*** Opening DATA RECORDS ***

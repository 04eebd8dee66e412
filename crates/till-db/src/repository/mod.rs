//! # Repository Module
//!
//! Database repository implementations for Till POS.
//!
//! ## Repository Pattern
//! ```text
//! ┌─────────────────────────────────────────────────────────────────────────┐
//! │                    Repository Pattern Explained                         │
//! │                                                                         │
//! │  Command handler                                                       │
//! │       │                                                                 │
//! │       │  db.sales().record_sale(product_id, 3)                         │
//! │       ▼                                                                 │
//! │  SaleRepository                                                        │
//! │  ├── validate input (no storage touched yet)                           │
//! │  └── Store::bounded("record_sale", ...) ← storage timeout              │
//! │           │                                                             │
//! │           │  BEGIN; lock product; INSERT sale; COMMIT                  │
//! │           ▼                                                             │
//! │  SQLite Database                                                       │
//! │                                                                         │
//! │  Every repository shares one Store: pool + timeout + observer.        │
//! └─────────────────────────────────────────────────────────────────────────┘
//! ```
//!
//! ## Available Repositories
//!
//! - [`ProductRepository`](product::ProductRepository) - Catalog CRUD, retire, search
//! - [`SaleRepository`](sale::SaleRepository) - Sales ledger, reversals, reports
//! - [`SettingsRepository`](settings::SettingsRepository) - Key/value settings

pub mod product;
pub mod sale;
pub mod settings;

use std::future::Future;
use std::time::Duration;

use sqlx::{SqliteConnection, SqlitePool};

use crate::error::{DbError, DbResult};
use crate::observe::SharedObserver;
use till_core::CoreError;

/// Storage handle shared by all repositories.
#[derive(Debug, Clone)]
pub struct Store {
    pub(crate) pool: SqlitePool,
    pub(crate) timeout: Duration,
    pub(crate) observer: SharedObserver,
}

impl Store {
    pub(crate) fn new(pool: SqlitePool, timeout: Duration, observer: SharedObserver) -> Self {
        Store {
            pool,
            timeout,
            observer,
        }
    }

    /// Runs one storage operation under the storage timeout.
    ///
    /// On expiry the future is dropped; an open transaction inside it is
    /// dropped with it and rolls back. Storage-side failures are reported
    /// to the observer, domain rejections are not.
    pub(crate) async fn bounded<T, F>(&self, operation: &'static str, fut: F) -> DbResult<T>
    where
        F: Future<Output = DbResult<T>>,
    {
        let result = match tokio::time::timeout(self.timeout, fut).await {
            Ok(result) => result,
            Err(_) => Err(DbError::Timeout {
                operation,
                after: self.timeout,
            }),
        };

        if let Err(err) = &result {
            if err.as_domain().is_none() {
                self.observer.operation_failed(operation, err);
            }
        }

        result
    }
}

/// Takes the database write lock and proves the product exists.
///
/// A no-op UPDATE as the first statement of a transaction makes SQLite
/// acquire the write lock immediately, so the reads that follow see the
/// same catalog state the transaction will commit against.
pub(crate) async fn lock_product(conn: &mut SqliteConnection, product_id: i64) -> DbResult<()> {
    let result = sqlx::query("UPDATE products SET updated_at = updated_at WHERE id = ?1")
        .bind(product_id)
        .execute(&mut *conn)
        .await?;

    if result.rows_affected() == 0 {
        return Err(CoreError::ProductNotFound(product_id).into());
    }

    Ok(())
}

/// Maps a UNIQUE violation on the product name to `DuplicateName`.
pub(crate) fn name_conflict(name: &str) -> impl FnOnce(sqlx::Error) -> DbError + '_ {
    move |err| match DbError::from(err) {
        DbError::UniqueViolation { .. } => DbError::from(CoreError::DuplicateName(name.to_string())),
        other => other,
    }
}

*** Closing DATA RECORDS ***

TASK INSTRUCTIONS: Line by line, retype all the entries exactly as they are shown.

FINISHED EXERCISE:
repository 04eebd8dee66e412
filename crates/till-db/src/repository/mod.rs
//! # Repository Module
//!
//! Database repository implementations for Till POS.
//!
//! ## Repository Pattern
//! ```text
//! ┌─────────────────────────────────────────────────────────────────────────┐
//! │                    Repository Pattern Explained                         │
//! │                                                                         │
//! │  Command handler                                                       │
//! │       │                                                                 │
//! │       │  db.sales().record_sale(product_id, 3)                         │
//! │       ▼                                                                 │
//! │  SaleRepository                                                        │
//! │  ├── validate input (no storage touched yet)                           │
//! │  └── Store::bounded("record_sale", ...) ← storage timeout              │
//! │           │                                                             │
//! │           │  BEGIN; lock product; INSERT sale; COMMIT                  │
//! │           ▼                                                             │
//! │  SQLite Database                                                       │
//! │                                                                         │
//! │  Every repository shares one Store: pool + timeout + observer.        │
//! └─────────────────────────────────────────────────────────────────────────┘
//! ```
//!
//! ## Available Repositories
//!
//! - [`ProductRepository`](product::ProductRepository) - Catalog CRUD, retire, search
//! - [`SaleRepository`](sale::SaleRepository) - Sales ledger, reversals, reports
//! - [`SettingsRepository`](settings::SettingsRepository) - Key/value settings

pub mod product;
pub mod sale;
pub mod settings;

use std::future::Future;
use std::time::Duration;

use sqlx::{SqliteConnection, SqlitePool};

use crate::error::{DbError, DbResult};
use crate::observe::SharedObserver;
use till_core::CoreError;

/// Storage handle shared by all repositories.
#[derive(Debug, Clone)]
pub struct Store {
    pub(crate) pool: SqlitePool,
    pub(crate) timeout: Duration,
    pub(crate) observer: SharedObserver,
}

impl Store {
    pub(crate) fn new(pool: SqlitePool, timeout: Duration, observer: SharedObserver) -> Self {
        Store {
            pool,
            timeout,
            observer,
        }
    }

    /// Runs one storage operation under the storage timeout.
    ///
    /// On expiry the future is dropped; an open transaction inside it is
    /// dropped with it and rolls back. Storage-side failures are reported
    /// to the observer, domain rejections are not.
    pub(crate) async fn bounded<T, F>(&self, operation: &'static str, fut: F) -> DbResult<T>
    where
        F: Future<Output = DbResult<T>>,
    {
        let result = match tokio::time::timeout(self.timeout, fut).await {
            Ok(result) => result,
            Err(_) => Err(DbError::Timeout {
                operation,
                after: self.timeout,
            }),
        };

        if let Err(err) = &result {
            if err.as_domain().is_none() {
                self.observer.operation_failed(operation, err);
            }
        }

        result
    }
}

/// Takes the database write lock and proves the product exists.
///
/// A no-op UPDATE as the first statement of a transaction makes SQLite
/// acquire the write lock immediately, so the reads that follow see the
/// same catalog state the transaction will commit against.
pub(crate) async fn lock_product(conn: &mut SqliteConnection, product_id: i64) -> DbResult<()> {
    let result = sqlx::query("UPDATE products SET updated_at = updated_at WHERE id = ?1")
        .bind(product_id)
        .execute(&mut *conn)
        .await?;

    if result.rows_affected() == 0 {
        return Err(CoreError::ProductNotFound(product_id).into());
    }

    Ok(())
}

/// Maps a UNIQUE violation on the product name to `DuplicateName`.
pub(crate) fn name_conflict(name: &str) -> impl FnOnce(sqlx::Error) -> DbError + '_ {
    move |err| match DbError::from(err) {
        DbError::UniqueViolation { .. } => DbError::from(CoreError::DuplicateName(name.to_string())),
        other => other,
    }
}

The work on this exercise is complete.